7th Chief Justice of India

Pralhad Balacharya Gajendragadkar (16 March 1901 - 12 June 1981) was an Indian judge, who served as the 7th Chief Justice of India, from February 1964 to March 1966.

==Early life and career==
Prahlad Balacharya Gajendragadkar was born into a Deshastha Madhva Brahmin family on 16 March 1901 to Gajendragadkar Balacharya in Satara, Bombay Presidency. Gajendragadkar's family migrated from Gajendragad, a town in Dharwad district in Karnataka to Satara (now part of Maharashtra).
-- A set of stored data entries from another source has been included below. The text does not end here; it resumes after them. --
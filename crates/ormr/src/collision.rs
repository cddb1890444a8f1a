//! # Collision — Analytic Ray-vs-Box Sweep
//!
//! Colliders come in two shapes: an oriented box (local center offset +
//! half-extents, oriented by the owner's world transform) and a ray (local
//! direction + maximum distance, i.e. a segment). Once per tick,
//! [`collision_step`] resets every collider's transient state and then runs
//! an all-pairs sweep: every ray against every box, each ray keeping only
//! its **nearest** hit.
//!
//! ## The Sweep
//!
//! ```text
//! reset:  colliding = false, other = none, distance = SENTINEL
//! sweep:  for each ray i:
//!           for each box j != i:
//!             test segment-vs-box, bounded by i's current best distance
//!             on hit: write state symmetrically into i and j
//! ```
//!
//! Bounding each test by the ray's running `collision_distance` means later
//! boxes only register if they are closer — the ray ends the tick holding
//! its nearest hit regardless of array order. O(rays × boxes) per tick, no
//! broad phase; fine at scene scale, not for open worlds.
//!
//! ## The Box Test
//!
//! A box is decomposed into six counter-clockwise quads and the segment is
//! tested against each in a fixed order, stopping at the first hit. The
//! quad test (RTCD §5.3.6 style) rejects back-facing planes (`den <= 0`),
//! so from outside a convex box at most one front-facing quad can accept —
//! quad order only breaks exact-tie degeneracies. A consequence worth
//! knowing: a segment starting *inside* the box sees only back faces and
//! reports no hit.
//!
//! Numeric policy: `f32` throughout, strict comparisons, no epsilon. Edge-on
//! and coplanar grazes miss by design; changing that silently changes
//! gameplay, so it stays.

use crate::ecs::{EntityId, Store, Stored};
use crate::math::{Vec3, rotate_direction};
use crate::transform::Transform;

/// Reset value for `collision_distance` — larger than any legitimate scene
/// distance, so the first real hit always wins.
pub const DISTANCE_SENTINEL: f32 = 10_000_000.0;

/// Which geometry a [`Collider`] contributes to the sweep.
#[derive(Debug, Clone, Copy, PartialEq, Eq)]
pub enum ColliderShape {
    /// Oriented box: `local_center` + `local_halfwidth`, in the owner's
    /// space.
    Box,
    /// Segment: `local_center` origin offset, `direction`, `max_distance`.
    Ray,
}

/// Collision participant. Shape fields are configuration; the collision
/// state fields are transient — rewritten every tick by [`collision_step`]
/// and meaningless before that tick's step has run.
#[derive(Debug, Clone)]
pub struct Collider {
    pub owner: EntityId,
    pub shape: ColliderShape,
    /// Offset from the owner's transform, in local space. Used by both
    /// shapes (box center, ray origin).
    pub local_center: Vec3,
    /// Box half-extents.
    pub local_halfwidth: Vec3,
    /// Ray direction in local space. Must be non-zero; it is normalized
    /// before use.
    pub direction: Vec3,
    /// Ray length — the segment bound.
    pub max_distance: f32,

    // Per-tick collision state.
    pub colliding: bool,
    /// Slot of the collider hit this tick, in the Collider array.
    pub other: Option<usize>,
    /// World-space hit point.
    pub collision_point: Vec3,
    /// Distance from the ray's world origin to the hit point.
    pub collision_distance: f32,
}

impl Default for Collider {
    fn default() -> Self {
        Self {
            owner: EntityId::DETACHED,
            shape: ColliderShape::Box,
            local_center: Vec3::ZERO,
            local_halfwidth: Vec3::splat(0.5),
            direction: Vec3::NEG_Z,
            max_distance: DISTANCE_SENTINEL,
            colliding: false,
            other: None,
            collision_point: Vec3::ZERO,
            collision_distance: DISTANCE_SENTINEL,
        }
    }
}

/// One collision tick: reset every collider, then sweep rays against boxes.
///
/// Runs to completion synchronously; consumers (controllers, picking,
/// debug draw) read collider state only after this returns. Fits a
/// [`Schedule`](crate::ecs::Schedule) directly.
pub fn collision_step(store: &mut Store, _dt: f32) {
    for collider in store.all_components_mut::<Collider>().iter_mut() {
        collider.colliding = false;
        collider.other = None;
        collider.collision_distance = DISTANCE_SENTINEL;
    }

    let count = store.all_components::<Collider>().len();
    for i in 0..count {
        if store.all_components::<Collider>()[i].shape != ColliderShape::Ray {
            continue;
        }
        for j in 0..count {
            if j == i {
                continue;
            }
            let hit = {
                let colliders = store.all_components::<Collider>();
                if colliders[j].shape != ColliderShape::Box {
                    None
                } else {
                    // Only look as far as the nearest hit found so far.
                    intersect_segment_box(
                        store,
                        &colliders[i],
                        &colliders[j],
                        colliders[i].collision_distance,
                    )
                }
            };
            if let Some((point, distance)) = hit {
                let colliders = store.all_components_mut::<Collider>();
                colliders[i].colliding = true;
                colliders[j].colliding = true;
                colliders[i].other = Some(j);
                colliders[j].other = Some(i);
                colliders[i].collision_point = point;
                colliders[j].collision_point = point;
                colliders[i].collision_distance = distance;
                colliders[j].collision_distance = distance;
            }
        }
    }
}

/// Test a ray collider (as a segment) against a box collider, both resolved
/// to world space through their owners' transform chains.
///
/// `max_distance` further bounds the segment below the ray's own
/// `max_distance`. Returns the world-space hit point and its distance from
/// the ray origin.
///
/// # Panics
///
/// Panics if either collider's owner is missing its transform (broken store
/// invariant — every entity gets one at creation).
pub fn intersect_segment_box(
    store: &Store,
    ray: &Collider,
    bx: &Collider,
    max_distance: f32,
) -> Option<(Vec3, f32)> {
    let transforms = Transform::array(store);
    let ray_transform = store
        .component::<Transform>(ray.owner)
        .unwrap_or_else(|| panic!("ray collider owner {:?} has no transform", ray.owner));
    let box_transform = store
        .component::<Transform>(bx.owner)
        .unwrap_or_else(|| panic!("box collider owner {:?} has no transform", bx.owner));

    // Box corners: local half-extents around the local center offset, then
    // through the owner's world matrix.
    let box_world = box_transform.world_matrix(transforms);
    let (x, y, z) = (bx.local_halfwidth.x, bx.local_halfwidth.y, bx.local_halfwidth.z);
    let off = bx.local_center;
    let a = box_world.transform_point3(Vec3::new(-x, y, z) + off);
    let b = box_world.transform_point3(Vec3::new(-x, -y, z) + off);
    let c = box_world.transform_point3(Vec3::new(x, -y, z) + off);
    let d = box_world.transform_point3(Vec3::new(x, y, z) + off);
    let e = box_world.transform_point3(Vec3::new(-x, y, -z) + off);
    let f = box_world.transform_point3(Vec3::new(-x, -y, -z) + off);
    let g = box_world.transform_point3(Vec3::new(x, -y, -z) + off);
    let h = box_world.transform_point3(Vec3::new(x, y, -z) + off);

    // Ray origin: world matrix with the local center offset applied in ray
    // space.
    let ray_world = ray_transform.world_matrix(transforms)
        * crate::math::Mat4::from_translation(ray.local_center);
    let p = ray_world.w_axis.truncate();

    // Direction through the normal matrix so rotation survives non-uniform
    // scale. The local direction is normalized; the transformed one keeps
    // whatever length the matrix gives it, as the original did.
    let direction = rotate_direction(ray_world, ray.direction.normalize());

    let test_distance = ray.max_distance.min(max_distance);
    let q = p + direction * test_distance;

    // Six CCW quads in fixed order; first front-facing hit wins.
    let quads = [
        [a, b, c, d],
        [d, c, g, h],
        [h, g, f, e],
        [e, f, b, a],
        [a, d, h, e],
        [b, f, g, c],
    ];
    for [qa, qb, qc, qd] in quads {
        if let Some(point) = intersect_segment_quad(p, q, qa, qb, qc, qd) {
            return Some((point, (p - point).length()));
        }
    }
    None
}

/// Segment `pq` against the counter-clockwise quad `abcd`, front face only.
///
/// Splits the quad into triangles `abc` and `acd` and runs the
/// double-area/barycentric test on each (no square roots until the caller
/// wants a distance). Returns the hit point reconstructed from the
/// barycentric coordinates.
pub fn intersect_segment_quad(p: Vec3, q: Vec3, a: Vec3, b: Vec3, c: Vec3, d: Vec3) -> Option<Vec3> {
    let ab = b - a;
    let ac = c - a;
    let qp = p - q;

    let n = ab.cross(ac);

    // den <= 0: segment parallel to the plane or approaching from behind.
    let den = qp.dot(n);
    if den <= 0.0 {
        return None;
    }

    // Plane intersection parameter, scaled by den. Outside [0, den] the
    // crossing lies off the segment.
    let ap = p - a;
    let t = ap.dot(n);
    if t < 0.0 || t > den {
        return None;
    }

    let e = qp.cross(ap);

    // Triangle abc.
    let v = ac.dot(e);
    if v >= 0.0 && v <= den {
        let w = -ab.dot(e);
        if w >= 0.0 && v + w <= den {
            let ood = 1.0 / den;
            let (v, w) = (v * ood, w * ood);
            let u = 1.0 - v - w;
            return Some(a * u + b * v + c * w);
        }
    }

    // Triangle acd.
    let ad = d - a;
    let v = ad.dot(e);
    if v < 0.0 || v > den {
        return None;
    }
    let w = -ac.dot(e);
    if w < 0.0 || v + w > den {
        return None;
    }
    let ood = 1.0 / den;
    let (v, w) = (v * ood, w * ood);
    let u = 1.0 - v - w;
    Some(a * u + c * v + d * w)
}

/// Boolean-only segment-vs-triangle variant of the same test.
pub fn intersect_segment_triangle(p: Vec3, q: Vec3, a: Vec3, b: Vec3, c: Vec3) -> bool {
    let ab = b - a;
    let ac = c - a;
    let qp = p - q;

    let n = ab.cross(ac);

    let den = qp.dot(n);
    if den <= 0.0 {
        return false;
    }

    let ap = p - a;
    let t = ap.dot(n);
    if t < 0.0 || t > den {
        return false;
    }

    let e = qp.cross(ap);
    let v = ac.dot(e);
    if v < 0.0 || v > den {
        return false;
    }
    let w = -ab.dot(e);
    if w < 0.0 || v + w > den {
        return false;
    }

    true
}

/// Infinite-line variant against quad `abcd` (RTCD §5.3.5). Not used by the
/// sweep — kept for tooling and as the reference the segment test is
/// checked against.
pub fn intersect_line_quad(p: Vec3, q: Vec3, a: Vec3, b: Vec3, c: Vec3, d: Vec3) -> Option<Vec3> {
    let pq = q - p;
    let pa = a - p;
    let pb = b - p;
    let pc = c - p;

    let m = pc.cross(pq);
    let v = pa.dot(m);
    if v >= 0.0 {
        // Triangle abc.
        let u = -pb.dot(m);
        if u < 0.0 {
            return None;
        }
        let w = pq.cross(pb).dot(pa);
        if w < 0.0 {
            return None;
        }
        let denom = 1.0 / (u + v + w);
        Some(a * (u * denom) + b * (v * denom) + c * (w * denom))
    } else {
        // Triangle dac.
        let pd = d - p;
        let u = pd.dot(m);
        if u < 0.0 {
            return None;
        }
        let w = pq.cross(pa).dot(pd);
        if w < 0.0 {
            return None;
        }
        let v = -v;
        let denom = 1.0 / (u + v + w);
        Some(a * (u * denom) + d * (v * denom) + c * (w * denom))
    }
}
//! Mouse picking — resolve the entity under a few cursor positions.
//!
//! A static camera looks down -Z at three crates. For each simulated
//! cursor position, the picking ray is re-aimed, one collision step runs,
//! and the picked entity (or nothing) is printed.
//!
//! Run with: `RUST_LOG=info cargo run -p ormr --example picking`

use ormr::prelude::*;

fn main() {
    env_logger::init();

    let mut store = Store::new();

    for (name, position) in [
        ("crate_left", Vec3::new(-3.0, 0.0, -8.0)),
        ("crate_center", Vec3::new(0.0, 0.0, -8.0)),
        ("crate_right", Vec3::new(3.0, 0.0, -8.0)),
    ] {
        let e = store.create_entity(name);
        store
            .component_mut::<Transform>(e)
            .expect("entities always have a transform")
            .translate(position);
        store.create_component::<Collider>(e);
    }

    let _observer = CharacterController::spawn_free(
        &mut store,
        "observer",
        Vec3::ZERO,
        Vec3::NEG_Z,
        16.0 / 9.0,
    );
    let picker = PickingRay::spawn(&mut store);

    let viewport = Vec2::new(1600.0, 900.0);
    let probes = [
        ("center", viewport * 0.5),
        ("left of center", Vec2::new(500.0, 450.0)),
        ("right of center", Vec2::new(1100.0, 450.0)),
        ("sky", Vec2::new(800.0, 60.0)),
    ];

    for (label, cursor) in probes {
        picker.aim(&mut store, cursor, viewport);
        collision_step(&mut store, 1.0 / 60.0);

        match picker.picked(&store) {
            Some(id) => println!(
                "{label:>15}: picked \"{}\" at distance {:.2}",
                store.entity_record(id).name,
                store
                    .component::<Collider>(store.entity("picking_ray").unwrap())
                    .unwrap()
                    .collision_distance
            ),
            None => println!("{label:>15}: nothing"),
        }
    }
}
//! # System — Functions That Transform the Store Once Per Tick
//!
//! A system is a function of `(&mut Store, f32)` — the store and the frame's
//! delta time. The [`Schedule`] runs its systems strictly in registration
//! order, once per tick, to completion. That fixed sequence is the whole
//! concurrency model: one writer phase per system, reads only between
//! phases, no locks because there is nothing to lock against.
//!
//! ## Comparison
//!
//! - **hecs**: no system/schedule concept — scheduling is your problem.
//! - **bevy_ecs**: parameter injection, conflict-checked parallelism, run
//!   conditions. A different complexity class.
//!
//! We stay at the "ordered list of functions" level: the collision sweep
//! must finish before any consumer reads collider state, and an ordered
//! list makes that ordering self-evident.

use std::time::Instant;

use log::trace;

use super::store::Store;

/// A system that can be run against a [`Store`].
///
/// Any `FnMut(&mut Store, f32)` implements this, so closures and function
/// pointers work directly.
pub trait System {
    fn run(&mut self, store: &mut Store, dt: f32);
}

impl<F: FnMut(&mut Store, f32)> System for F {
    fn run(&mut self, store: &mut Store, dt: f32) {
        (self)(store, dt);
    }
}

struct NamedSystem {
    name: String,
    system: Box<dyn System>,
}

/// An ordered, sequential pipeline of systems.
///
/// The expected simulation order is controller → collision → behaviors,
/// so each tick's collision results are fresh when gameplay reads them.
pub struct Schedule {
    systems: Vec<NamedSystem>,
}

impl Schedule {
    pub fn new() -> Self {
        Self {
            systems: Vec::new(),
        }
    }

    /// Append a system to the end of the pipeline.
    pub fn add_system<S: System + 'static>(&mut self, system: S) {
        self.systems.push(NamedSystem {
            name: short_system_name(std::any::type_name::<S>()),
            system: Box::new(system),
        });
    }

    /// Run every system in order. Per-system wall time goes to the `trace`
    /// log level.
    pub fn run(&mut self, store: &mut Store, dt: f32) {
        for named in &mut self.systems {
            let start = Instant::now();
            named.system.run(store, dt);
            trace!(
                "system {} ran in {:.1}µs",
                named.name,
                start.elapsed().as_secs_f64() * 1_000_000.0
            );
        }
    }

    pub fn len(&self) -> usize {
        self.systems.len()
    }

    pub fn is_empty(&self) -> bool {
        self.systems.is_empty()
    }
}

impl Default for Schedule {
    fn default() -> Self {
        Self::new()
    }
}

/// Strip the module path from a type name (`ormr::collision::collision_step`
/// → `collision_step`); closures become `<closure>`.
fn short_system_name(full: &str) -> String {
    let name = full.rsplit("::").next().unwrap_or(full);
    if name.contains("closure") {
        "<closure>".to_string()
    } else {
        name.to_string()
    }
}

#[cfg(test)]
mod tests {
    use super::*;

    fn noop_system(_store: &mut Store, _dt: f32) {}

    #[test]
    fn captures_function_name() {
        let mut schedule = Schedule::new();
        schedule.add_system(noop_system);
        assert_eq!(schedule.systems[0].name, "noop_system");
    }

    #[test]
    fn closure_name_is_normalized() {
        let mut schedule = Schedule::new();
        schedule.add_system(|_store: &mut Store, _dt: f32| {});
        assert_eq!(schedule.systems[0].name, "<closure>");
    }

    #[test]
    fn runs_in_registration_order() {
        use std::cell::RefCell;
        use std::rc::Rc;

        let order = Rc::new(RefCell::new(Vec::new()));
        let mut schedule = Schedule::new();
        for tag in ["first", "second", "third"] {
            let order = Rc::clone(&order);
            schedule.add_system(move |_: &mut Store, _: f32| {
                order.borrow_mut().push(tag);
            });
        }

        let mut store = Store::new();
        schedule.run(&mut store, 0.016);
        assert_eq!(*order.borrow(), vec!["first", "second", "third"]);
    }
}
//! Whitebox playground — headless grounding and blocking demo.
//!
//! Loads a boxy test scene, drops an FPS player into it, and runs the
//! fixed pipeline for ten simulated seconds: five idle (fall + settle),
//! five walking into a wall. Prints the player's position once per second.
//!
//! Run with: `RUST_LOG=info cargo run -p ormr --example whitebox`

use std::cell::RefCell;
use std::rc::Rc;

use ormr::prelude::*;

const SCENE: &str = r#"{
    "entities": [
        { "name": "floor",
          "transform": { "translate": [0, -0.5, 0] },
          "collider": { "type": "box", "center": [0, 0, 0], "halfwidth": [25, 0.5, 25] },
          "tags": ["ground"] },
        { "name": "north_wall",
          "transform": { "translate": [0, 2.5, -8] },
          "collider": { "type": "box", "center": [0, 0, 0], "halfwidth": [6, 2.5, 0.5] } },
        { "name": "pillar",
          "transform": { "translate": [3, 2, -4] },
          "collider": { "type": "box", "center": [0, 0, 0], "halfwidth": [0.5, 2, 0.5] },
          "rotator": { "speed": 0.8, "axis": [0, 1, 0] } },
        { "name": "lift",
          "transform": { "translate": [-4, 0.5, -4] },
          "collider": { "type": "box", "center": [0, 0, 0], "halfwidth": [1, 0.5, 1] },
          "platform": { "speed": 1.0, "dir": [0, 1, 0], "period": 3.0 } }
    ]
}"#;

fn main() {
    env_logger::init();

    let mut store = Store::new();
    load_scene(&mut store, SCENE).expect("whitebox scene is valid");

    let mut controller =
        CharacterController::spawn_fps(&mut store, "player", Vec3::new(0.0, 8.0, 0.0), 16.0 / 9.0);
    let input = Rc::new(RefCell::new(InputState::default()));

    let mut schedule = Schedule::new();
    {
        let input = Rc::clone(&input);
        schedule.add_system(move |store: &mut Store, dt: f32| {
            controller.update(store, &input.borrow(), dt);
        });
    }
    schedule.add_system(collision_step);
    schedule.add_system(behavior_step);

    let clock = FrameClock::new();
    let dt = 1.0 / 60.0;
    let player = store.entity("player").expect("player was spawned");

    for tick in 0..600u32 {
        if tick == 300 {
            // Second half: walk north into the wall.
            input.borrow_mut().forward = true;
            log::info!("walking forward");
        }
        schedule.run(&mut store, dt);

        if tick % 60 == 59 {
            let p = store
                .component::<Transform>(player)
                .expect("player has a transform")
                .position();
            println!(
                "t = {:>2}s  player at ({:>6.2}, {:>5.2}, {:>6.2})",
                (tick + 1) / 60,
                p.x,
                p.y,
                p.z
            );
        }
    }

    let p = store.component::<Transform>(player).unwrap().position();
    println!(
        "done: player rests at ({:.2}, {:.2}, {:.2}) — {} sim ticks in {:.0} ms of wall time",
        p.x,
        p.y,
        p.z,
        600,
        clock.elapsed_secs() * 1000.0
    );
}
Gajendragadkar's father Bal-Acharya (Teacher) was a Sanskrit Vidwan (scholar). P. B. Gajendragadkar, the youngest son of Bal-Acharya followed his older brother Ashvathama-Acharys to Mumbai. He passed M.A. from Deccan College (Pune) in 1924 and LL.B. with honors from the ILS Law College in 1926 and joined the Bombay Bar on the Appellate side. In the early days, he edited the 'Hindu Law Quarterly. His critical edition of the classic 'Dattaka Mimamsa' earned him a great reputation for scholarship. He became the acknowledged leader of the Bombay Bar, well known for his forensic skill and legal acumen. He was influenced by Jawaharlal Nehru's rationality and scholasticism.

In 1945, he was appointed a Judge of the Bombay High Court. In January 1956, he was elevated to the Supreme Court Bench and rose to become the Chief Justice of India in 1964. His contribution to the development of Constitutional and Industrial Law has been hailed as great and unique. Over the course of his tenure of the Supreme Court, he authored 494 judgements and sat on 1,337 benches.

Gajendragadkar intervened and got the then Chief Justice of the Madras High Court S. Ramachandra Iyer to resign after a lawyer G. Vasantha Pai found evidence that he forged his date of birth to avoid compulsory retirement at the age of 60 as the case filed by Pai would severely damage the judiciary and he got Ramachandra Iyer to resign before the case came up for hearing this led the case to be dismissed as he had already resigned his lordship.

At the request of the Government of India, he headed a number of commissions such as the Central Law Commission, National Commission on Labour and the Bank Award Commission. At the request of Indira Gandhi, then the Prime Minister of India, he held the honorary office of the Gandhigram Rural Institute in Southern India.

He served twice as the President of Social Reform Conference and organized campaigns for eradicating the evils of casteism, untouchability, superstition and obscurantism to promote national integration and unity.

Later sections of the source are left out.